Developing the latest breakthrough drug just doesn’t pay these days as much as creating the hot new web app does.
Private life sciences companies in Silicon Valley that got financing in the fourth quarter of 2011 had an average per-share value that was about 10 percent higher than their previous round of financing, which typically was completed 12-18 months prior, according to an analysis by the law firm Fenwick & West.
That increase is sluggish when compared with fourth-quarter deal valuations from other sectors like hardware (43 percent), software (94 percent), and Internet/new media (129 percent). Given that venture capitalists and their backers typically want to see 20 percent internal rates of return on life science investments because of their risk, and the Fenwick analysis doesn’t capture data on companies that fail to fundraise, it considers a 30-40 percent increase in financing values to be considered ideal. While all sectors saw their valuations tumble in the downturn of 2008-2009, biotech still hasn’t returned to a healthy state even as other sectors have rebounded.
“If you compare life sciences to the hot sectors, like the Internet, things don’t look so good,” says Matthew Rossiter, a corporate finance partner at Fenwick & West in San Francisco.
He adds that while biotech is lagging behind, all sectors have their booms and busts, and there are some modest signs of improvement in the data. “People are risk averse, putting less money into life sciences venture capital, and it is having a fallout,” Rossiter says. “Things are challenging, but the sky isn’t falling.”

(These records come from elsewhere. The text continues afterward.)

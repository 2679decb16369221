//! Host-facing facade over the board engine.
//!
//! A [`Viewport`] owns the scene, the camera and every piece of interaction
//! state for one encounter at a time. Hosts call it from a single thread: input
//! handlers issue commands, the render loop calls [`Viewport::tick`] with the
//! frame timestamp and then draws [`Viewport::scene`] through
//! [`Viewport::camera`].

use crate::animation::{FrameDispatcher, Stage, Timestamp};
use crate::board::{AssetProvider, BoardNodes, build_board};
use crate::camera::Camera;
use crate::config::ViewportConfig;
use crate::coords::placement_to_coordinate;
use crate::cursor::{CursorMove, CursorMoveError, CursorNavigator};
use crate::encounter::Encounter;
use crate::error::{BoardError, ErrorSeverity};
use crate::interaction::{CanvasRect, InteractionResult, PointerEvent, resolve_interaction};
use crate::movement::{Maneuver, clear_movement_options, show_movement_options};
use crate::notation::{NotationError, Placement};
use crate::orbit::CameraOrbitController;
use crate::perspective::{PerspectiveCommand, PerspectiveState};
use crate::scene::Scene;

#[derive(Debug, thiserror::Error)]
pub enum ViewportError {
    #[error(transparent)]
    Notation(#[from] NotationError),

    #[error("unknown command '{0}'")]
    UnknownCommand(String),

    #[error("cursor move 'to' needs a target placement")]
    MissingPlacement,

    #[error("encounter '{0}' has no occupiable placement for the cursor")]
    NoStartingPlacement(String),

    #[error("cursor is flagged on {0}, which is not occupiable")]
    CursorOffBoard(Placement),

    #[error("no encounter has been created")]
    NoEncounter,
}

impl From<CursorMoveError> for ViewportError {
    fn from(error: CursorMoveError) -> Self {
        match error {
            CursorMoveError::UnknownDirection(name) => Self::UnknownCommand(name),
            CursorMoveError::MissingPlacement => Self::MissingPlacement,
            CursorMoveError::Notation(error) => Self::Notation(error),
        }
    }
}

impl BoardError for ViewportError {
    fn severity(&self) -> ErrorSeverity {
        match self {
            Self::Notation(error) => error.severity(),
            Self::UnknownCommand(_) | Self::MissingPlacement => ErrorSeverity::Validation,
            Self::NoStartingPlacement(_) => ErrorSeverity::Fatal,
            Self::CursorOffBoard(_) => ErrorSeverity::Validation,
            Self::NoEncounter => ErrorSeverity::Recoverable,
        }
    }

    fn error_code(&self) -> &'static str {
        match self {
            Self::Notation(error) => error.error_code(),
            Self::UnknownCommand(_) => "VIEWPORT_UNKNOWN_COMMAND",
            Self::MissingPlacement => "VIEWPORT_MISSING_PLACEMENT",
            Self::NoStartingPlacement(_) => "VIEWPORT_NO_STARTING_PLACEMENT",
            Self::CursorOffBoard(_) => "VIEWPORT_CURSOR_OFF_BOARD",
            Self::NoEncounter => "VIEWPORT_NO_ENCOUNTER",
        }
    }
}

/// State that lives exactly as long as one encounter.
#[derive(Debug)]
struct Session {
    encounter: Encounter,
    nodes: BoardNodes,
    cursor: CursorNavigator,
    initial_cursor: Placement,
}

#[derive(Debug)]
pub struct Viewport {
    config: ViewportConfig,
    scene: Scene,
    camera: Camera,
    dispatcher: FrameDispatcher,
    orbit: CameraOrbitController,
    canvas: CanvasRect,
    session: Option<Session>,
}

impl Default for Viewport {
    fn default() -> Self {
        Self::new(ViewportConfig::default())
    }
}

impl Viewport {
    pub fn new(config: ViewportConfig) -> Self {
        let canvas = CanvasRect::default();
        Self {
            scene: Scene::new(),
            camera: config.camera.camera(canvas.aspect()),
            dispatcher: FrameDispatcher::new(),
            orbit: config.camera.controller(),
            canvas,
            session: None,
            config,
        }
    }

    /// Replaces the scene with the board for `encounter` and resets the
    /// camera to the configured home pose.
    pub fn create_encounter(
        &mut self,
        encounter: Encounter,
        assets: &dyn AssetProvider,
    ) -> Result<(), ViewportError> {
        if let Some((&flagged, _)) = encounter.board.setup.iter().find(|(_, entry)| entry.cursor)
            && !encounter.board.shape.is_occupiable(flagged)
        {
            return Err(ViewportError::CursorOffBoard(flagged));
        }
        let initial_cursor = encounter
            .board
            .initial_cursor()
            .ok_or_else(|| ViewportError::NoStartingPlacement(encounter.name.clone()))?;

        self.scene = Scene::new();
        self.dispatcher = FrameDispatcher::new();
        let nodes = build_board(
            &mut self.scene,
            &encounter.board,
            &encounter.environment,
            assets,
            initial_cursor,
        );
        self.initialize_camera(self.config.camera.home);

        tracing::info!(
            encounter = %encounter.name,
            environment = %encounter.environment.name,
            setting = %encounter.environment.setting.name,
            cursor = %initial_cursor,
            nodes = self.scene.len(),
            "encounter created"
        );
        self.session = Some(Session {
            encounter,
            nodes,
            cursor: CursorNavigator::new(initial_cursor),
            initial_cursor,
        });
        Ok(())
    }

    /// Sets `home` as both the initial and current pose and snaps the camera.
    pub fn initialize_camera(&mut self, home: PerspectiveState) {
        self.orbit
            .initialize(home, &mut self.camera, &mut self.dispatcher);
    }

    /// Returns `false` when the command changed nothing.
    pub fn change_perspective(&mut self, command: PerspectiveCommand, now: Timestamp) -> bool {
        self.orbit
            .change_perspective(command, now, &self.camera, &mut self.dispatcher)
    }

    /// [`change_perspective`](Self::change_perspective) for a command name.
    pub fn change_perspective_named(
        &mut self,
        command: &str,
        now: Timestamp,
    ) -> Result<bool, ViewportError> {
        let command = command
            .parse::<PerspectiveCommand>()
            .map_err(|_| ViewportError::UnknownCommand(command.to_owned()))?;
        Ok(self.change_perspective(command, now))
    }

    /// Moves the cursor and mirrors the result onto the cursor node.
    pub fn move_cursor(&mut self, movement: CursorMove) -> Result<Placement, ViewportError> {
        let alpha = self.orbit.current().alpha;
        let session = self.session.as_mut().ok_or(ViewportError::NoEncounter)?;
        let placement = session
            .cursor
            .move_cursor(movement, &session.encounter.board.shape, alpha);
        self.scene.set_position(
            session.nodes.cursor,
            placement_to_coordinate(placement).to_vec3(),
        );
        Ok(placement)
    }

    /// [`move_cursor`](Self::move_cursor) in host form: a direction name, or
    /// `"to"` with a placement.
    pub fn move_cursor_named(
        &mut self,
        direction: &str,
        placement: Option<&str>,
    ) -> Result<Placement, ViewportError> {
        let movement = CursorMove::parse(direction, placement)?;
        self.move_cursor(movement)
    }

    /// Resolves a pointer against the current scene; `None` before any
    /// encounter exists.
    pub fn resolve_interaction(
        &self,
        pointer: PointerEvent,
    ) -> Result<InteractionResult, ViewportError> {
        let Some(session) = &self.session else {
            return Ok(InteractionResult::None);
        };
        Ok(resolve_interaction(
            &self.scene,
            &self.camera,
            &session.encounter.board.shape,
            self.canvas,
            pointer,
        )?)
    }

    pub fn show_movement_options(
        &mut self,
        maneuver: &Maneuver,
        now: Timestamp,
    ) -> Result<(), ViewportError> {
        let session = self.session.as_ref().ok_or(ViewportError::NoEncounter)?;
        show_movement_options(
            &mut self.scene,
            session.nodes.movement_options,
            maneuver,
            &self.config.movement_options,
            now,
            &mut self.dispatcher,
        );
        Ok(())
    }

    pub fn clear_movement_options(&mut self) {
        if let Some(session) = &self.session {
            clear_movement_options(
                &mut self.scene,
                session.nodes.movement_options,
                &self.config.movement_options,
                &mut self.dispatcher,
            );
        }
    }

    /// Advances every animation to `now`. Returns true while any is in flight.
    pub fn tick(&mut self, now: Timestamp) -> bool {
        self.orbit.pump(now, &self.camera, &mut self.dispatcher);
        let mut stage = Stage {
            scene: &mut self.scene,
            camera: &mut self.camera,
        };
        self.dispatcher.tick(now, &mut stage) || self.orbit.is_transitioning(&self.dispatcher)
    }

    /// Records the render surface and updates the camera aspect ratio.
    pub fn set_canvas(&mut self, canvas: CanvasRect) {
        self.canvas = canvas;
        if canvas.width > 0.0 && canvas.height > 0.0 {
            self.camera.aspect = canvas.aspect();
        }
    }

    pub fn config(&self) -> &ViewportConfig {
        &self.config
    }

    pub fn scene(&self) -> &Scene {
        &self.scene
    }

    pub fn camera(&self) -> &Camera {
        &self.camera
    }

    pub fn canvas(&self) -> CanvasRect {
        self.canvas
    }

    pub fn perspective(&self) -> PerspectiveState {
        self.orbit.current()
    }

    pub fn initial_perspective(&self) -> PerspectiveState {
        self.orbit.initial()
    }

    pub fn is_camera_animating(&self) -> bool {
        self.orbit.is_transitioning(&self.dispatcher)
    }

    pub fn encounter(&self) -> Option<&Encounter> {
        self.session.as_ref().map(|session| &session.encounter)
    }

    pub fn board_nodes(&self) -> Option<BoardNodes> {
        self.session.as_ref().map(|session| session.nodes)
    }

    pub fn cursor(&self) -> Option<Placement> {
        self.session
            .as_ref()
            .map(|session| session.cursor.placement())
    }

    pub fn initial_cursor(&self) -> Option<Placement> {
        self.session.as_ref().map(|session| session.initial_cursor)
    }
}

Still, the report offers the latest evidence for what’s been a troubling story for life sciences venture capital the past couple years. VCs invested $3.92 billion in biotech companies of all stages last year, compared with $6.17 billion in 2007, before the financial crisis, according to VentureSource data cited by the Wall Street Journal. As biotech VCs have struggled to show home-run returns to the pensions, endowments and institutions that support them, many limited partners have looked elsewhere to find high-risk/high-reward investments. Several notable VC firms have either decided to spin off their life sciences teams (Morgenthaler and ATV), stop raising new funds (Prospect Venture Partners), or stop life science investing altogether (Scale Venture Partners).
Many VCs, citing factors like FDA regulatory uncertainty and insurance reimbursement hassles around new life science products, acknowledge privately that they are having difficulty in raising new funds to keep investing in new companies.
Fenwick’s survey traditionally has looked only at valuations of Silicon Valley companies in their respective industries, but was expanded this year to include 338 life sciences companies that raised money nationwide in 2011. The analysis groups both biopharmaceutical companies and medical device makers under the banner of “life sciences.” Data on share prices is based on Fenwick’s analysis of third-party sources and public documents, Rossiter says. Here are the some of the key findings:
—Of the 338 life sciences financings in 2011, about 47 percent were characterized as so-called “up” rounds, meaning the per share price was higher than the prior round. Another 25 percent were “down” rounds, and 28 percent were flat. While Fenwick doesn’t have national data to compare that breakdown to previous years, the percentage of “up” and “down” rounds was almost identical to the Silicon Valley data on up-versus-down valuations in 2010. A healthy environment in non-recession years should produce about 60 percent or more “up” rounds, Rossiter says.
—On the plus side, the survey showed improvement in valuations from the beginning of the year to the end of the year. The average life sciences deal price saw a 4 percent increase in the first quarter of 2011, compared with a 29 percent increase in the fourth quarter.
—Many life science investors look to be working extra hard to ensure they can get returns from their existing portfolio companies. Life sciences deals are now significantly more likely than those from other industries to use participating liquidation preferences—in which preferred stockholders are entitled to get their returns before common stockholders and founders. Participating liquidation preferences now appear in 64 percent of nationwide life sciences deals, according to the Fenwick report.